_Task item_
Look through the data below for the line with "use crate::translate::openai::OpenAiAdapter;" and the line with "const START: &str", then output those two and all lines in between, exactly as written.
========================
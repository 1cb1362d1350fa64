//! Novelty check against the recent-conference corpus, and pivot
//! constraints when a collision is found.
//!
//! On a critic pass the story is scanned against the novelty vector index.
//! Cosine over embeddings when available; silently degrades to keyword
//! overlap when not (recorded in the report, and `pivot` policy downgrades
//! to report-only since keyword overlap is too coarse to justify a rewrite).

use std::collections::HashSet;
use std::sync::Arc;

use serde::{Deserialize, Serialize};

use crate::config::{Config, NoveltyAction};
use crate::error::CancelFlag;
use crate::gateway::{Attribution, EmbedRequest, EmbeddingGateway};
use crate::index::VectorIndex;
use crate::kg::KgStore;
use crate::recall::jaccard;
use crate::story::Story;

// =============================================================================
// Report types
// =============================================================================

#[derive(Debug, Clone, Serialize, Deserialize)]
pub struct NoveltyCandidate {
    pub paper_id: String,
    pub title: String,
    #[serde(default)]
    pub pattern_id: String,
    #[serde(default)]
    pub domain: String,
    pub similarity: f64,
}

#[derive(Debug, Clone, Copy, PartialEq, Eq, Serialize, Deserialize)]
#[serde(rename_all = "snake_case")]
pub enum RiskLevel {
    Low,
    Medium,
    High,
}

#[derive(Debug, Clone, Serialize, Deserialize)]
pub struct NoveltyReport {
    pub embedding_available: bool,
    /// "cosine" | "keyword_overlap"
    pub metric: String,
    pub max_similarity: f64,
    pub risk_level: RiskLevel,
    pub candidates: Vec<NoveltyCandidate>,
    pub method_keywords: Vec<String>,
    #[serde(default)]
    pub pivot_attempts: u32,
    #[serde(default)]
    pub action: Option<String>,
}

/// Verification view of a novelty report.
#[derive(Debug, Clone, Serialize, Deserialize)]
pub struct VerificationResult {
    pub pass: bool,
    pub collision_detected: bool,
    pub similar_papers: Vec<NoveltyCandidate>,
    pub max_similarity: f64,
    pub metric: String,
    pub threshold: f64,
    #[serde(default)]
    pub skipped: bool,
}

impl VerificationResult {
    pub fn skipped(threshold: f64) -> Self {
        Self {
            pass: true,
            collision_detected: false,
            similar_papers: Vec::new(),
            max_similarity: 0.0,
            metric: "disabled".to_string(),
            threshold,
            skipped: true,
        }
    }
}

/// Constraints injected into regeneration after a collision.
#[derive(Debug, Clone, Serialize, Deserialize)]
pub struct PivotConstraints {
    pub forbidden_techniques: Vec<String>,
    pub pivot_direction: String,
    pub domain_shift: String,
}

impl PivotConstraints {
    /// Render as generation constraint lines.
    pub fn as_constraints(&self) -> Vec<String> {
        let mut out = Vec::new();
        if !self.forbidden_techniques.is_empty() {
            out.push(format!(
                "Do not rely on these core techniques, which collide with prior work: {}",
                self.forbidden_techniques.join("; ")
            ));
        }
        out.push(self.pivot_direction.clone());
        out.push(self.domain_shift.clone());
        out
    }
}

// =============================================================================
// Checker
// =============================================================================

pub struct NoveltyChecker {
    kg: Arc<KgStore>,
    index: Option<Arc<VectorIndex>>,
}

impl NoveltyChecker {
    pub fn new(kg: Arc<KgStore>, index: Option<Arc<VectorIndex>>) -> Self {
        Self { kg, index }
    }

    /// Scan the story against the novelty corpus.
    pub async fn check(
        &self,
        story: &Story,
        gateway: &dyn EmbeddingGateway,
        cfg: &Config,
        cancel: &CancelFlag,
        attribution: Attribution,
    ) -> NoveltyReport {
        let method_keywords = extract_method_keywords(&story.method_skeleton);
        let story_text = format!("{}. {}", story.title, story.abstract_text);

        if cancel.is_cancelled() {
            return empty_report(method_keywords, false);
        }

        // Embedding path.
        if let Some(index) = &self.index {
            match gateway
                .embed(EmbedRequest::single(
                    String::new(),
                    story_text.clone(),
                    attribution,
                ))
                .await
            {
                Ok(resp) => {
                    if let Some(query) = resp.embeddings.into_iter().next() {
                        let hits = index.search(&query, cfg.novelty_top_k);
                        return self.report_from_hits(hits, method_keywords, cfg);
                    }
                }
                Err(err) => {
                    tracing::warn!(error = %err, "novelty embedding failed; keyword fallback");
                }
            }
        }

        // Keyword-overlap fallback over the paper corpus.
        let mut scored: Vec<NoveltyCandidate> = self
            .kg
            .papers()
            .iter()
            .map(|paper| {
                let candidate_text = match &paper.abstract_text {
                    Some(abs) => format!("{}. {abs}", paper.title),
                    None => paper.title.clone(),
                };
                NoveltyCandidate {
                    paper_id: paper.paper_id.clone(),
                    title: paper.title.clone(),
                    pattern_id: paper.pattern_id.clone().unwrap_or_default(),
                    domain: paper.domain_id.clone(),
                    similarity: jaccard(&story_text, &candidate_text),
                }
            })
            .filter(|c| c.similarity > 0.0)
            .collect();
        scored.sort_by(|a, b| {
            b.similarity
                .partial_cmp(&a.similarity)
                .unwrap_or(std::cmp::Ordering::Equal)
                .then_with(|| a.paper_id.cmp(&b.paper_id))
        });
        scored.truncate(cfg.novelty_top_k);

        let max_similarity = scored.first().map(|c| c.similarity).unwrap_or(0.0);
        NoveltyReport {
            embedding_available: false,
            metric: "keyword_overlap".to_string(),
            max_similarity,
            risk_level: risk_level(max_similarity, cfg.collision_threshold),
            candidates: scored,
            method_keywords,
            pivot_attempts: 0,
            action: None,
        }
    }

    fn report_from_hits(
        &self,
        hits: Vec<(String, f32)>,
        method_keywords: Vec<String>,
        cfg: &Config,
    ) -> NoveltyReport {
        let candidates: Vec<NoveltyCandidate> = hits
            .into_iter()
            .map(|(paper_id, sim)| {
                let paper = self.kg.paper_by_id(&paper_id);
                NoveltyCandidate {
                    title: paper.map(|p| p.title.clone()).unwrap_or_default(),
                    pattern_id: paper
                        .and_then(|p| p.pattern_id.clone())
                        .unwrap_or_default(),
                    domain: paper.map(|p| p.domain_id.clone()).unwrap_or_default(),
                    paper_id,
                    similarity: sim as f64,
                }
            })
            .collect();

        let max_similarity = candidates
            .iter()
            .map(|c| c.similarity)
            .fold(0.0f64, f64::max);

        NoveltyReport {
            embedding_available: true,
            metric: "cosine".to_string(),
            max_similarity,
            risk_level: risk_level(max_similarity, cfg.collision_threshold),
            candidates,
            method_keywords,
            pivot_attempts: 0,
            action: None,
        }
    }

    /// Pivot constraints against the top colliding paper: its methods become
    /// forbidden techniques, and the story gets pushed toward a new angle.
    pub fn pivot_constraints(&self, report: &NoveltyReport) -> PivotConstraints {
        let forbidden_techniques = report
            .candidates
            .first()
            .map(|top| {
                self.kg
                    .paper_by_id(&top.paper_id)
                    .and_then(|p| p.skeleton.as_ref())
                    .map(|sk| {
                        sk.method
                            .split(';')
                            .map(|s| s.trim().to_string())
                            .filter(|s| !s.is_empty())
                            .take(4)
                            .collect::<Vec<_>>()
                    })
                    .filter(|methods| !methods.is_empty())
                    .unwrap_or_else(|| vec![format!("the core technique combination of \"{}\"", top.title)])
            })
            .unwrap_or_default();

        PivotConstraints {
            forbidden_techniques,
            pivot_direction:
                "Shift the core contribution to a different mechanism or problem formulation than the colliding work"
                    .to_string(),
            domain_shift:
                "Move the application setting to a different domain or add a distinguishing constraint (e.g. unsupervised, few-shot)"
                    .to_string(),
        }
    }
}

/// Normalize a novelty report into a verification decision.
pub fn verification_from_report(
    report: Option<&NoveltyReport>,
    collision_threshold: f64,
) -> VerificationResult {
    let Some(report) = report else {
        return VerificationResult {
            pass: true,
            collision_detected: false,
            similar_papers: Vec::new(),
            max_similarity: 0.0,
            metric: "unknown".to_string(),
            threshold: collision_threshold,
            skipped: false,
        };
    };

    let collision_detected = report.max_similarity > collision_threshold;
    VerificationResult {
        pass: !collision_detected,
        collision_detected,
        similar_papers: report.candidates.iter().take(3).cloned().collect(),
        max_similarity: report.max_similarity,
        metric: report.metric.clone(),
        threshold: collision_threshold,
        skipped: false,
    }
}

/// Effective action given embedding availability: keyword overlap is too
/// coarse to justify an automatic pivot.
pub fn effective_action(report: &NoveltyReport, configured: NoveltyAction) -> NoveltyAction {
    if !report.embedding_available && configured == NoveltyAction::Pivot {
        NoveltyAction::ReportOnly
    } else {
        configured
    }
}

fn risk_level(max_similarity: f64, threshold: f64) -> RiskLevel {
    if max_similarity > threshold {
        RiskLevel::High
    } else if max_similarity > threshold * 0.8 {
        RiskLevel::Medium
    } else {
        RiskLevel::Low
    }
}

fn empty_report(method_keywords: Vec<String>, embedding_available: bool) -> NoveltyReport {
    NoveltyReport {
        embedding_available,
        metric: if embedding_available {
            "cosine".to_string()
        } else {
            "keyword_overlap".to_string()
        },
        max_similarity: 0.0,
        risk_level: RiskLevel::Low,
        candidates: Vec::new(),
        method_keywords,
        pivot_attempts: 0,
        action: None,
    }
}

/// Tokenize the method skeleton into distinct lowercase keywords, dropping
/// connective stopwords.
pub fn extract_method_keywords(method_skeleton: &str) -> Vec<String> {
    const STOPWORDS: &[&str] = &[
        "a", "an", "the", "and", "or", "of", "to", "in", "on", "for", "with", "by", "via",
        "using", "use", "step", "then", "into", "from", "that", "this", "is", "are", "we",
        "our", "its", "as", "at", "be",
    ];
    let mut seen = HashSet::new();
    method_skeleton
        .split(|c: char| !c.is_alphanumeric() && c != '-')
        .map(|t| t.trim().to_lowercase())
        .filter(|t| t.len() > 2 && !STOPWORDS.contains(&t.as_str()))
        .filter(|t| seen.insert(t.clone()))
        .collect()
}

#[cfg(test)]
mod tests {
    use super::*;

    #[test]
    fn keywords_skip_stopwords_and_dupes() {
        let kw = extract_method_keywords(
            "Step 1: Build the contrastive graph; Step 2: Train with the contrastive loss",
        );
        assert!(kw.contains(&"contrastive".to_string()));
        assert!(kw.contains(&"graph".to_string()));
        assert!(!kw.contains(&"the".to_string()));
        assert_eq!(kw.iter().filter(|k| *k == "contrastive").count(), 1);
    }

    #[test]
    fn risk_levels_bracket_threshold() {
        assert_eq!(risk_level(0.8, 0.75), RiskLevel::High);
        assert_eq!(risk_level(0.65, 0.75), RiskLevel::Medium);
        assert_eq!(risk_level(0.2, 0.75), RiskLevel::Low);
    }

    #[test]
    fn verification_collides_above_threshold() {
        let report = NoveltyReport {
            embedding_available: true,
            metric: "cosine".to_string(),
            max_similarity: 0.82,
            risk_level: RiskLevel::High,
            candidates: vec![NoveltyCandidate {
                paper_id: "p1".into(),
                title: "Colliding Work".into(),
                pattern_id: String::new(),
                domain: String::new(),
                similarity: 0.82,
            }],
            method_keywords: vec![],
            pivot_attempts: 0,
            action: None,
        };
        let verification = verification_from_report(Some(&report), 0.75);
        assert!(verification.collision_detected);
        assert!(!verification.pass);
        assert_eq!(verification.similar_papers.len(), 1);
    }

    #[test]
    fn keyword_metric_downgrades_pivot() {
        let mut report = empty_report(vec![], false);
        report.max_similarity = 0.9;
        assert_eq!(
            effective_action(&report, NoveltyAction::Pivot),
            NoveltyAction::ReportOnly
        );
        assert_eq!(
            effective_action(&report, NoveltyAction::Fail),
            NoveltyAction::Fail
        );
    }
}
========================
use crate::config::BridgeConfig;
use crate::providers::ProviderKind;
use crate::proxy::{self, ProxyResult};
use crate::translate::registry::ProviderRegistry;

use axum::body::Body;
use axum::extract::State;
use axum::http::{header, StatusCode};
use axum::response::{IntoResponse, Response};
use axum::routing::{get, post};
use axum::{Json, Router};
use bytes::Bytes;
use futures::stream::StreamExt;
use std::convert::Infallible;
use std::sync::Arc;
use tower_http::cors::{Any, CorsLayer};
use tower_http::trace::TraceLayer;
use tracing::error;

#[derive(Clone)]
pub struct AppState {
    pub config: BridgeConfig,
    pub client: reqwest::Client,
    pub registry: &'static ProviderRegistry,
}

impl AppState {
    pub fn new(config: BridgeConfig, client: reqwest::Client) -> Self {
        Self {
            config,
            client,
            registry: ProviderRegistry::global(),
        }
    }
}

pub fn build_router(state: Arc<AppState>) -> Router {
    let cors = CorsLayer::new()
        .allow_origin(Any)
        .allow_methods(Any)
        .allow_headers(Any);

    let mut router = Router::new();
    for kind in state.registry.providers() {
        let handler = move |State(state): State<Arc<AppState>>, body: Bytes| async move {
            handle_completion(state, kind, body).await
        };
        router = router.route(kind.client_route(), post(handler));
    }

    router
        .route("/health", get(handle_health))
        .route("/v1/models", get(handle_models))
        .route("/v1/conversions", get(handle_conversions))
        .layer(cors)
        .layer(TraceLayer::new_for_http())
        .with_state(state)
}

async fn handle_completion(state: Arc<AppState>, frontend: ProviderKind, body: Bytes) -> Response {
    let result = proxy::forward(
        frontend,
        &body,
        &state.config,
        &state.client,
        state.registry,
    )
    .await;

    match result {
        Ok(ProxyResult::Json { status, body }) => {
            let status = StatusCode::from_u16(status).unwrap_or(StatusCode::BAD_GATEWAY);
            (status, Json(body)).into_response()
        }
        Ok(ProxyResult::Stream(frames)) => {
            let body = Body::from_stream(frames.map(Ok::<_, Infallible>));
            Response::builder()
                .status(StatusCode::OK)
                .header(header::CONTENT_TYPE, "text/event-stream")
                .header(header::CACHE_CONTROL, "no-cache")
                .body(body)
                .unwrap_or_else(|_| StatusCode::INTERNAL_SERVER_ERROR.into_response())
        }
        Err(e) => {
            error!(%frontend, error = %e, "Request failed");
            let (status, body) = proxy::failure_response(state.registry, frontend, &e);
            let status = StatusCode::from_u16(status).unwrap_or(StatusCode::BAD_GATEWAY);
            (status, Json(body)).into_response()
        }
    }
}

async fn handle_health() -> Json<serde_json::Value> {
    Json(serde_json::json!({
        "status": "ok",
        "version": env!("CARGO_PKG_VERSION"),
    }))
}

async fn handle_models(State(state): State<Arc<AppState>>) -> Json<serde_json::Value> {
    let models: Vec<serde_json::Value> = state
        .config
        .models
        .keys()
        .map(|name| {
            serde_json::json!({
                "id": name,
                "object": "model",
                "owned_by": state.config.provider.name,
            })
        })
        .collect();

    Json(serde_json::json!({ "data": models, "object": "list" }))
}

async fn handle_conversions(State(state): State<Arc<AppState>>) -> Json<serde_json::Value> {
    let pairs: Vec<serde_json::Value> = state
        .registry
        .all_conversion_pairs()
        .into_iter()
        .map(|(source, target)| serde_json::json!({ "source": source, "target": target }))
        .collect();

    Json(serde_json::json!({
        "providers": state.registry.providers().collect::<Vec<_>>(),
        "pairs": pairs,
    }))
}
========================
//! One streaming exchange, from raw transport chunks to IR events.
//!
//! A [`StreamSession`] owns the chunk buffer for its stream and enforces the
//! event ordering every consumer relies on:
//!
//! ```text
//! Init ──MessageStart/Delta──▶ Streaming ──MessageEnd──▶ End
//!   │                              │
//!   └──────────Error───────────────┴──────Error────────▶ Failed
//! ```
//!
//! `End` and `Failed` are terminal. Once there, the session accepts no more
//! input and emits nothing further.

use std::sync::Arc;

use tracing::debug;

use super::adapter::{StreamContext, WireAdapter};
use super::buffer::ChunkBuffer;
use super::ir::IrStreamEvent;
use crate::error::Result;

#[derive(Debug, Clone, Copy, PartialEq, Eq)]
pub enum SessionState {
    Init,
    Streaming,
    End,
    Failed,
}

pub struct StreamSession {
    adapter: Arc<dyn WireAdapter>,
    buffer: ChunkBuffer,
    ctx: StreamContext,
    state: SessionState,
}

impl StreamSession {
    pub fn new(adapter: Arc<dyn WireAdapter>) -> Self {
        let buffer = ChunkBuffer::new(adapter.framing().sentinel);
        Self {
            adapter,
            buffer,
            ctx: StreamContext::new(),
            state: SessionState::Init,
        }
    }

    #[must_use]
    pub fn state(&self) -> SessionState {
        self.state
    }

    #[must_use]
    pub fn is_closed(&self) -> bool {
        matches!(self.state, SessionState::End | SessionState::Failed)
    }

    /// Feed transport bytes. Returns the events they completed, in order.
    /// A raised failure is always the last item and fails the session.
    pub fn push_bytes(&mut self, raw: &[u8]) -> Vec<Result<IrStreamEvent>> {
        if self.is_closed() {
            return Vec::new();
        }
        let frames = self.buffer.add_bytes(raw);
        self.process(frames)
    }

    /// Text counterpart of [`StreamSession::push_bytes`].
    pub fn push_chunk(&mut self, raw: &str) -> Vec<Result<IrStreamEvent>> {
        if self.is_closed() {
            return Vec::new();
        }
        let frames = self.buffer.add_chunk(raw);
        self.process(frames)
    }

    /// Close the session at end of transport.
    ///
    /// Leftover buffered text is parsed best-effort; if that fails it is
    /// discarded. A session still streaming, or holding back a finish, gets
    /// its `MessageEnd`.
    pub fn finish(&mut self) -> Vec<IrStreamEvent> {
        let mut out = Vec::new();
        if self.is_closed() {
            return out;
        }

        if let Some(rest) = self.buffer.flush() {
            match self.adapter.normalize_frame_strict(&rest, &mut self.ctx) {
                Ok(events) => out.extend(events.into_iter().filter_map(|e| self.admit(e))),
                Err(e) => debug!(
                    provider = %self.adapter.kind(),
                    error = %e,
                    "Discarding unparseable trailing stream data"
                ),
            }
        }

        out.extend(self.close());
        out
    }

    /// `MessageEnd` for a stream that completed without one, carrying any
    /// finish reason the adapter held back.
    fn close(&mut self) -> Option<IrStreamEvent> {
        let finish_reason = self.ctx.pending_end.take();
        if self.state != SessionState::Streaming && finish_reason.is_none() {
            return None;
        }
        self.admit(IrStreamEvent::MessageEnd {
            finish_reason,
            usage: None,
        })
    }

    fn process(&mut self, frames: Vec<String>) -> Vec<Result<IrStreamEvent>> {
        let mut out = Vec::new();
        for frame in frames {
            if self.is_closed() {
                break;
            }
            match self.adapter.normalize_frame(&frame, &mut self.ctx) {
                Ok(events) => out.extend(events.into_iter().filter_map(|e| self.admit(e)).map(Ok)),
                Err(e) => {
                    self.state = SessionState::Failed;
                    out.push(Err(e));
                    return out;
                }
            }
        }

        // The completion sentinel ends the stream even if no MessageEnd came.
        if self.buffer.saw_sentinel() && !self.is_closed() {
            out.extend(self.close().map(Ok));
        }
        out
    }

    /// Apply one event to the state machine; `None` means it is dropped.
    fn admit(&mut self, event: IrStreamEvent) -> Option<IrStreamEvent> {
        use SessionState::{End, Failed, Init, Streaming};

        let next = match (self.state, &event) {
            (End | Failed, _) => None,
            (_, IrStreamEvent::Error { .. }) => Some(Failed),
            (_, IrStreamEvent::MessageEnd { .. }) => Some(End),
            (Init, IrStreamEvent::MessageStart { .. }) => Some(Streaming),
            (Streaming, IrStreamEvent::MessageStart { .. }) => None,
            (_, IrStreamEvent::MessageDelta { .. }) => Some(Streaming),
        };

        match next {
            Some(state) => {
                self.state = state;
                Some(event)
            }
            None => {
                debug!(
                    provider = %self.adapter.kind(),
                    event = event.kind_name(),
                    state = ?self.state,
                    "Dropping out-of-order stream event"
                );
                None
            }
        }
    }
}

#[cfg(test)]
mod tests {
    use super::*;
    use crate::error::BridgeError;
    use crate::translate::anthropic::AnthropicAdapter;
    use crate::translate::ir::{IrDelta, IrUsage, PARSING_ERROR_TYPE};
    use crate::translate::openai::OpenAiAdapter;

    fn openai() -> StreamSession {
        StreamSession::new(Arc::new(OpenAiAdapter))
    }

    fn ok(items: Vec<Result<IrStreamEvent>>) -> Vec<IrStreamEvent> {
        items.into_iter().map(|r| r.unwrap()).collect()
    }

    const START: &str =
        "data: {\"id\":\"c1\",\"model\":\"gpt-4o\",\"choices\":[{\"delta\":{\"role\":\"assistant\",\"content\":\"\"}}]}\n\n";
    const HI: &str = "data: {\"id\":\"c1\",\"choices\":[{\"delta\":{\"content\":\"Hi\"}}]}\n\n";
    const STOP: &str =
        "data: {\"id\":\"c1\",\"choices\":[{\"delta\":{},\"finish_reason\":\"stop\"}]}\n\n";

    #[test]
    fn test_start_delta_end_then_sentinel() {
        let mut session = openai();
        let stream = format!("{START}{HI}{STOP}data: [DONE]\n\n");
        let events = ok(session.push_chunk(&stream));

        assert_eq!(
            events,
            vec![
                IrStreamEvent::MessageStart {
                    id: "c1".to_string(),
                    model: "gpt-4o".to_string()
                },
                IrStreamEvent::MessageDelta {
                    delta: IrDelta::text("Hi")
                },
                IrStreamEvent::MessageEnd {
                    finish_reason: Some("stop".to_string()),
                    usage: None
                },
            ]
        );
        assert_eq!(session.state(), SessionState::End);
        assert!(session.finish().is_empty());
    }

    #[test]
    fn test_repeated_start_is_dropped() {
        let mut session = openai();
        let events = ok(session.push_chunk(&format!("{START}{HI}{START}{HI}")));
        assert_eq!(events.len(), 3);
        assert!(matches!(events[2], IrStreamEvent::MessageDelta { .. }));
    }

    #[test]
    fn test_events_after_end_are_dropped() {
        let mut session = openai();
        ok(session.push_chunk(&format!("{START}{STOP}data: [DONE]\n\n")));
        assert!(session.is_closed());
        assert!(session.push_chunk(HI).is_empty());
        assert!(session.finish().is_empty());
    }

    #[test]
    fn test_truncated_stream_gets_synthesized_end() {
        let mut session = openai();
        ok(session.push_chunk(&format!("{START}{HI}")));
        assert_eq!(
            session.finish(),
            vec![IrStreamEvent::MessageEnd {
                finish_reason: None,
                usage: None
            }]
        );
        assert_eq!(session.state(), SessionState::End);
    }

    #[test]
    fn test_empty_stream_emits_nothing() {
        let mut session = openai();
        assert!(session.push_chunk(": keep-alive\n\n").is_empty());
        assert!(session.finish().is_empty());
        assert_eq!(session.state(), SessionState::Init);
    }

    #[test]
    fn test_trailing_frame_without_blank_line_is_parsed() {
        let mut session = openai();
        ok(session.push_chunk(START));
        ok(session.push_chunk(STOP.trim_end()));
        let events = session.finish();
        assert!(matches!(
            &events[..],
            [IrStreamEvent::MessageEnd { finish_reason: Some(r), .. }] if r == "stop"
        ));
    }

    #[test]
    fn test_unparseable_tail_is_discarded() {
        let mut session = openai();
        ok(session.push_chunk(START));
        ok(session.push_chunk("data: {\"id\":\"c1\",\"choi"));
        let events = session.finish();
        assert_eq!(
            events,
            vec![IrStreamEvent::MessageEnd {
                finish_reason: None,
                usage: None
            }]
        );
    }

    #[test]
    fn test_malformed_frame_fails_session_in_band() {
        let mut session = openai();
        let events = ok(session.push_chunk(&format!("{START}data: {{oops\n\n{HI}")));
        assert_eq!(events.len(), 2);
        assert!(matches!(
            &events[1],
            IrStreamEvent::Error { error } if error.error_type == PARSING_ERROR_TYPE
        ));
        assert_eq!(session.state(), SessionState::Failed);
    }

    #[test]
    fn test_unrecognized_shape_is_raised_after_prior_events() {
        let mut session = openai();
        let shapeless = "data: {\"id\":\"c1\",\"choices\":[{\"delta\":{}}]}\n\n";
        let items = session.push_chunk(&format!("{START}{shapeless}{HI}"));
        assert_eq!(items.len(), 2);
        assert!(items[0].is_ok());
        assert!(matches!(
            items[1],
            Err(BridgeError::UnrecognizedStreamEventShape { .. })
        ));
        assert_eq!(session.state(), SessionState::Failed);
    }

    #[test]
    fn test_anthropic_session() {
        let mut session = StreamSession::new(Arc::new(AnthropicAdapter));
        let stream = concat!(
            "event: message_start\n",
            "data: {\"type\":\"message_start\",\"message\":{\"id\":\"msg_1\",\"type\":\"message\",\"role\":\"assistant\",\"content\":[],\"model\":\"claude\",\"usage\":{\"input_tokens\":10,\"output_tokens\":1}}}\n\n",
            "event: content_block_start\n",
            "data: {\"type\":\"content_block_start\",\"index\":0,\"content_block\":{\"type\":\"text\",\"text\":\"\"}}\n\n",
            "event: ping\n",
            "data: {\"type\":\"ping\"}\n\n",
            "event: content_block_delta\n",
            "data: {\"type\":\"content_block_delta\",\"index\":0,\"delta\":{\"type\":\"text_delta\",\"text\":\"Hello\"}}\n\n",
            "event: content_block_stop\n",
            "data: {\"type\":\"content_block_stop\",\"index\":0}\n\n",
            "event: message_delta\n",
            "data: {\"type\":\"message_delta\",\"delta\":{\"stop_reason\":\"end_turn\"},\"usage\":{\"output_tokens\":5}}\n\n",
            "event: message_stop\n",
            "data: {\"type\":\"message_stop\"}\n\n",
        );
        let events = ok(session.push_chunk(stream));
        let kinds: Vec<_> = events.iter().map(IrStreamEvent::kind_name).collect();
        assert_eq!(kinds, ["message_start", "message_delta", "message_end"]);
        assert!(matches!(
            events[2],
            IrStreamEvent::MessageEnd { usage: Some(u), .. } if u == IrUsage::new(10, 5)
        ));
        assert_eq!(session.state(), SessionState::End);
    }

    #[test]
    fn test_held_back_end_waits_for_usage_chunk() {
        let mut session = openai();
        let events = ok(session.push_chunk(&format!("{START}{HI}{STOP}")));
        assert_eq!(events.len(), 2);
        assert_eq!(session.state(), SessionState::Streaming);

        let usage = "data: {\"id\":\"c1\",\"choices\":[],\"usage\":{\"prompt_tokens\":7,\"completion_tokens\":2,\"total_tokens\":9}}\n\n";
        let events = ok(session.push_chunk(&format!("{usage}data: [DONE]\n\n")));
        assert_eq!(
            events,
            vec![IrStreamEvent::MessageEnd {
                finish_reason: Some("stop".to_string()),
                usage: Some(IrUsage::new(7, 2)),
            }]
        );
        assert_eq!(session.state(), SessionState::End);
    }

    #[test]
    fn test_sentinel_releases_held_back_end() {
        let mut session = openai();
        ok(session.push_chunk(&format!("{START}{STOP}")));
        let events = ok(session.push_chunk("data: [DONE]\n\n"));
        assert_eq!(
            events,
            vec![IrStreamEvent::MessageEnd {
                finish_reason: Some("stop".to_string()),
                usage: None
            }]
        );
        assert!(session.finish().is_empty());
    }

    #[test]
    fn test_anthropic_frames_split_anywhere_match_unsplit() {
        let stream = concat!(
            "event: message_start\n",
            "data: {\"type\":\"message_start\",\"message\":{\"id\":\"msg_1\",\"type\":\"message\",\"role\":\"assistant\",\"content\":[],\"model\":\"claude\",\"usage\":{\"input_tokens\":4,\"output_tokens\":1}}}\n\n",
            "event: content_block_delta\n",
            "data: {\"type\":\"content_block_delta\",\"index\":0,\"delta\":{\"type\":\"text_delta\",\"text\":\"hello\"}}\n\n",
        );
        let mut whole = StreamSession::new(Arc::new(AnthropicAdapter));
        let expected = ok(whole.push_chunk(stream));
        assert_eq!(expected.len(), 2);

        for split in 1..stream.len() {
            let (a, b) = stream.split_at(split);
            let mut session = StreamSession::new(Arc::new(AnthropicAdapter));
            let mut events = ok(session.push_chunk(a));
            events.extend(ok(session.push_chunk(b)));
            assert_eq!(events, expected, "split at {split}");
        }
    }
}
========================
_Answer area_
    use crate::translate::openai::OpenAiAdapter;

    fn openai() -> StreamSession {
        StreamSession::new(Arc::new(OpenAiAdapter))
    }

    fn ok(items: Vec<Result<IrStreamEvent>>) -> Vec<IrStreamEvent> {
        items.into_iter().map(|r| r.unwrap()).collect()
    }

    const START: &str =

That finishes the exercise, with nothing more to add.